## TRY IT
In the entries that follow, copy exactly each line from the first through the line with "and thin decode/encode".

[INFORMATION Boundary: Start]

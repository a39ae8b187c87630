//! Raster primitives for weather-map analysis.
//!
//! Provides the in-memory pixel buffer shared by the whole pipeline,
//! per-pixel blend and enhancement operations, and thin decode/encode
//! wrappers over the `image` crate.

pub mod buffer;
pub mod codec;
pub mod error;
pub mod ops;

pub use buffer::{pack, unpack, PackedColor, PixelBuffer};
pub use error::{RasterError, RasterResult};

[INFORMATION Boundary: End]

## REPLY
repository a39ae8b187c87630
//! Raster primitives for weather-map analysis.
//!
//! Provides the in-memory pixel buffer shared by the whole pipeline,
//! per-pixel blend and enhancement operations, and thin decode/encode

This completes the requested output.